_Assignment_. Your answer should hold every line of the records below that contains the string "SortKey".

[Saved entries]

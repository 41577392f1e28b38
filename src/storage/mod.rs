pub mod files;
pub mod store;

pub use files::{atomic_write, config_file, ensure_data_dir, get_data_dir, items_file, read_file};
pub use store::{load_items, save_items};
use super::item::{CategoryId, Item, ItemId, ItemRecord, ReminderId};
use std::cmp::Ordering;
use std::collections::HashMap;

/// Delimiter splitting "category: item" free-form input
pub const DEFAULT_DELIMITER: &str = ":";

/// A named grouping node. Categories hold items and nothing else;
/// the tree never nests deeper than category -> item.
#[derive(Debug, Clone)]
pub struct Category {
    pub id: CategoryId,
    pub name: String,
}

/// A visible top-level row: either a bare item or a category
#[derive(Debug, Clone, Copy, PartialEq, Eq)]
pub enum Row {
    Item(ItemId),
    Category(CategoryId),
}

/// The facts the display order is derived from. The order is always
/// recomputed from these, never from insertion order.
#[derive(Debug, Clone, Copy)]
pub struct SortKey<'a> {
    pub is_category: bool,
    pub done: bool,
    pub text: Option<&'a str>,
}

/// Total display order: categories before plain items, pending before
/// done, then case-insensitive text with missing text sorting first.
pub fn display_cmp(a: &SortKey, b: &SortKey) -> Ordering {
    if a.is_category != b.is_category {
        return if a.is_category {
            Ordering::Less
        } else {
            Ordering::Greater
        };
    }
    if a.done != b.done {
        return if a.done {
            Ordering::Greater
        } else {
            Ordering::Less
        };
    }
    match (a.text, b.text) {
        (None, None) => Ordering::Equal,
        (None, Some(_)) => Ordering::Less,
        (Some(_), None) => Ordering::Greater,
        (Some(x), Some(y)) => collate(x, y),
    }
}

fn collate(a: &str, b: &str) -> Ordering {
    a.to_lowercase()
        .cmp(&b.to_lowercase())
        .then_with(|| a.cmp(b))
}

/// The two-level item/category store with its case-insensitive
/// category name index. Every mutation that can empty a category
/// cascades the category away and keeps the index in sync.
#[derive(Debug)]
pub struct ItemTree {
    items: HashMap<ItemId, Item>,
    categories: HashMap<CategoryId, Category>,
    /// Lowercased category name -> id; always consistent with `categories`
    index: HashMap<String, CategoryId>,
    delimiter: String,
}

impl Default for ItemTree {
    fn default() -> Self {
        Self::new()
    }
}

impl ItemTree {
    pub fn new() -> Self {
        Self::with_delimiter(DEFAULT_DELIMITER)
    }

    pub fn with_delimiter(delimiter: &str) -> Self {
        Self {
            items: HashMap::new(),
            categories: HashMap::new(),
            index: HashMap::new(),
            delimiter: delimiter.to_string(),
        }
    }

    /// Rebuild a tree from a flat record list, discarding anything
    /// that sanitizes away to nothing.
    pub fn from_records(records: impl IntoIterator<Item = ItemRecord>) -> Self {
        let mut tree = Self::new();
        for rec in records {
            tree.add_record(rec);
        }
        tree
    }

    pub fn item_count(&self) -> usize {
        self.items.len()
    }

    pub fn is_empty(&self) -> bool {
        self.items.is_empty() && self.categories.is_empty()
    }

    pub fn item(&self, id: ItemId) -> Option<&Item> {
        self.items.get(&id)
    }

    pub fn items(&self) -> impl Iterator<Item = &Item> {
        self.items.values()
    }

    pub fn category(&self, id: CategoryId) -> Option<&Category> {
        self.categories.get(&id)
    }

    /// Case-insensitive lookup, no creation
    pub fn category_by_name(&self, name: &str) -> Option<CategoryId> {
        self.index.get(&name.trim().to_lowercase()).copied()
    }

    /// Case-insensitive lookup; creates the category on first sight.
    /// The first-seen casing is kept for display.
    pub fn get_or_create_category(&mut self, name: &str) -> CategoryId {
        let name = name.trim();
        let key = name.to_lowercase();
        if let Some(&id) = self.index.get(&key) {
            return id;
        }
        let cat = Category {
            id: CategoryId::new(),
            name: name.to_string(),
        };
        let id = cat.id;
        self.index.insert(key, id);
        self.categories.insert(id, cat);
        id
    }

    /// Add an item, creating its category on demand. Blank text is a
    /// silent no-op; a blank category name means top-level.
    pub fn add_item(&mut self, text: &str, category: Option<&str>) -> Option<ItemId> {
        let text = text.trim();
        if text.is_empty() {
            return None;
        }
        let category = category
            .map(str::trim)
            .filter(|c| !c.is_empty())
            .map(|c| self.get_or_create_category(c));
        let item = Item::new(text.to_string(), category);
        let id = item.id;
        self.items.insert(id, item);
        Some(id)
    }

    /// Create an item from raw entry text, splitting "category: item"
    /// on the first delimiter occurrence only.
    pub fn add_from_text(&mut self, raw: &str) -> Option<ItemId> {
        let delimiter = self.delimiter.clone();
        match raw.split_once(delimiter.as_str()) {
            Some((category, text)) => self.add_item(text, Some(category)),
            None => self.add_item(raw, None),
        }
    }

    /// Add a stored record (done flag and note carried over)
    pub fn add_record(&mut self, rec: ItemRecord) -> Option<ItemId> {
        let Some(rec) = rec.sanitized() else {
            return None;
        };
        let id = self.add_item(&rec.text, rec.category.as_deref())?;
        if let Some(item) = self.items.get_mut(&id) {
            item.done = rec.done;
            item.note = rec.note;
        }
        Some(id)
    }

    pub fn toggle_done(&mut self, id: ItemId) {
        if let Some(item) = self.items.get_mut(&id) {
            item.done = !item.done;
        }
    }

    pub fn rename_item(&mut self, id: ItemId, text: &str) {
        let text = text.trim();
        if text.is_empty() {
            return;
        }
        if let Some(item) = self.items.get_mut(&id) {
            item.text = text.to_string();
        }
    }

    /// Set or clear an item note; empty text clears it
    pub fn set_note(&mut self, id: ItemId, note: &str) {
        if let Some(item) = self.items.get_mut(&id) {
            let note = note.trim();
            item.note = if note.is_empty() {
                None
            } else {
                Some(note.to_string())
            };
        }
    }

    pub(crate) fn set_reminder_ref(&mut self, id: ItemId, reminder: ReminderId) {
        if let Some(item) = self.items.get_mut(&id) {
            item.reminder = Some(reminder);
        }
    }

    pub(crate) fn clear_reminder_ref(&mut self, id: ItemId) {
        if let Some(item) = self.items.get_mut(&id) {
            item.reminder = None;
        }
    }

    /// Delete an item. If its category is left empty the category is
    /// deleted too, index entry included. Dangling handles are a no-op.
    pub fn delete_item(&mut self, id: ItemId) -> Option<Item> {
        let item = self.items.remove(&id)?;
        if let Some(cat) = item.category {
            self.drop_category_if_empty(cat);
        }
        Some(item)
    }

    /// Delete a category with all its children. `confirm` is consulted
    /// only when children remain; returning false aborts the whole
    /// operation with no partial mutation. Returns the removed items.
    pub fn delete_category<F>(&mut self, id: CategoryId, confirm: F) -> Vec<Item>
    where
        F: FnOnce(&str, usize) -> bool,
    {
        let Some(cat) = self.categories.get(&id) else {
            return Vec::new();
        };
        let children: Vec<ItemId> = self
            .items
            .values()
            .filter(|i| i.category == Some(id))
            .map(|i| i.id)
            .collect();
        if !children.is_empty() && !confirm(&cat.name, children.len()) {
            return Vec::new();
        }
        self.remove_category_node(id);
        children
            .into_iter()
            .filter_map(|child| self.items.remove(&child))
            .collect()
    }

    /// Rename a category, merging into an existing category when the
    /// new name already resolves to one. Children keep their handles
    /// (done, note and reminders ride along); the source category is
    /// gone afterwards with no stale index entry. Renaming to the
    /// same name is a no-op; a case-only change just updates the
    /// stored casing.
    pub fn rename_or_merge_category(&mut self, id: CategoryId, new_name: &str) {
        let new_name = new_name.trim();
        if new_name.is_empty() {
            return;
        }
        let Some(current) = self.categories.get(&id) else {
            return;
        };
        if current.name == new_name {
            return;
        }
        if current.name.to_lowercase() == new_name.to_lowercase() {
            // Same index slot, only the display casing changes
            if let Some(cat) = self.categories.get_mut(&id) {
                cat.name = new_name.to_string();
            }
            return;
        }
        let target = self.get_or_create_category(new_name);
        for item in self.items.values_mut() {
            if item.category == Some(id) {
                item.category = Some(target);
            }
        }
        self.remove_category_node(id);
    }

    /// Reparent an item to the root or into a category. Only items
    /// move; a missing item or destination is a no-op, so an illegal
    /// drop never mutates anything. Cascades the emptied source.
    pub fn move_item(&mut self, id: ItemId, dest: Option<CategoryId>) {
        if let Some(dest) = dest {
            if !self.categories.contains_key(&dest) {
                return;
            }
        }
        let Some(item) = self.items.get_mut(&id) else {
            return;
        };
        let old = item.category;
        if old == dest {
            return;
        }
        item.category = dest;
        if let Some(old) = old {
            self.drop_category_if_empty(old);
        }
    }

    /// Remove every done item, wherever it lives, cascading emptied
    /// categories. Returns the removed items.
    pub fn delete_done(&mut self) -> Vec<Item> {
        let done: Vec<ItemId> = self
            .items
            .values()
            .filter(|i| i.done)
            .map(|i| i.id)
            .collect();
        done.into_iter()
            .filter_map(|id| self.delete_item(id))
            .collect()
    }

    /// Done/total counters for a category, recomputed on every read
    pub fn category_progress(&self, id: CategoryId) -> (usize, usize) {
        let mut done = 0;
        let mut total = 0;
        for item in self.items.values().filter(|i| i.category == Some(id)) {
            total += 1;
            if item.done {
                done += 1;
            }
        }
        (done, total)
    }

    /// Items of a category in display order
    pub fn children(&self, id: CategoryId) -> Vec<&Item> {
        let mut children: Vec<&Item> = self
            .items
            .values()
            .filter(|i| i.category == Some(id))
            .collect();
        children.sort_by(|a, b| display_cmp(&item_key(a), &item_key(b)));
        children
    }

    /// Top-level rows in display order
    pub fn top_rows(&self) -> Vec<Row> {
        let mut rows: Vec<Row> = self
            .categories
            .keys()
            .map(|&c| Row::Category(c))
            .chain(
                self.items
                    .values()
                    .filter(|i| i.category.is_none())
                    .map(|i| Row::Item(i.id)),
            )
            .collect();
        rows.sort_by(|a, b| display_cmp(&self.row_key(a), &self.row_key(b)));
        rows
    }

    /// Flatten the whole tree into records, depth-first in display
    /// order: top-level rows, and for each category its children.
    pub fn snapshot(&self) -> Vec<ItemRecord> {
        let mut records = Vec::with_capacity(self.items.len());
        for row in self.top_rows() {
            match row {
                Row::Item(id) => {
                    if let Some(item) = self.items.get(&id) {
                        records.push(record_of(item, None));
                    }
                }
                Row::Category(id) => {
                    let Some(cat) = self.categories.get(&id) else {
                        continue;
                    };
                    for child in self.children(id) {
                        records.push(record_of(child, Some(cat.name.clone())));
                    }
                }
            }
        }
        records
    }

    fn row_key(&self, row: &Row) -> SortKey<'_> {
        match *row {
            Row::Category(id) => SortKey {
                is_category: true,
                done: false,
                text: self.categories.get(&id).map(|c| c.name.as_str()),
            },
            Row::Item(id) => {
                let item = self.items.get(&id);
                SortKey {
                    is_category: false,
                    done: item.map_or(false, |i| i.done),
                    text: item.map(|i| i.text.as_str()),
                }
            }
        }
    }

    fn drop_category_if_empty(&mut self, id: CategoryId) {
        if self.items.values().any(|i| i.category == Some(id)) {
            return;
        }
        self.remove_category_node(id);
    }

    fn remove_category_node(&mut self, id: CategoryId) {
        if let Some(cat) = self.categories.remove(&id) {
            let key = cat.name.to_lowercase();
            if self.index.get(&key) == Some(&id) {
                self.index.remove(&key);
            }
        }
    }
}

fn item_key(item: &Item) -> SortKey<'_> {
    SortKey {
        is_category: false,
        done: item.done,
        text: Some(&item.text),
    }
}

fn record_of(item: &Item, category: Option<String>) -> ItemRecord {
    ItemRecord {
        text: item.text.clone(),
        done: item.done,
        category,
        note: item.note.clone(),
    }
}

_Solution for this task_.
pub struct SortKey<'a> {
pub fn display_cmp(a: &SortKey, b: &SortKey) -> Ordering {
    fn row_key(&self, row: &Row) -> SortKey<'_> {
            Row::Category(id) => SortKey {
                SortKey {
fn item_key(item: &Item) -> SortKey<'_> {
    SortKey {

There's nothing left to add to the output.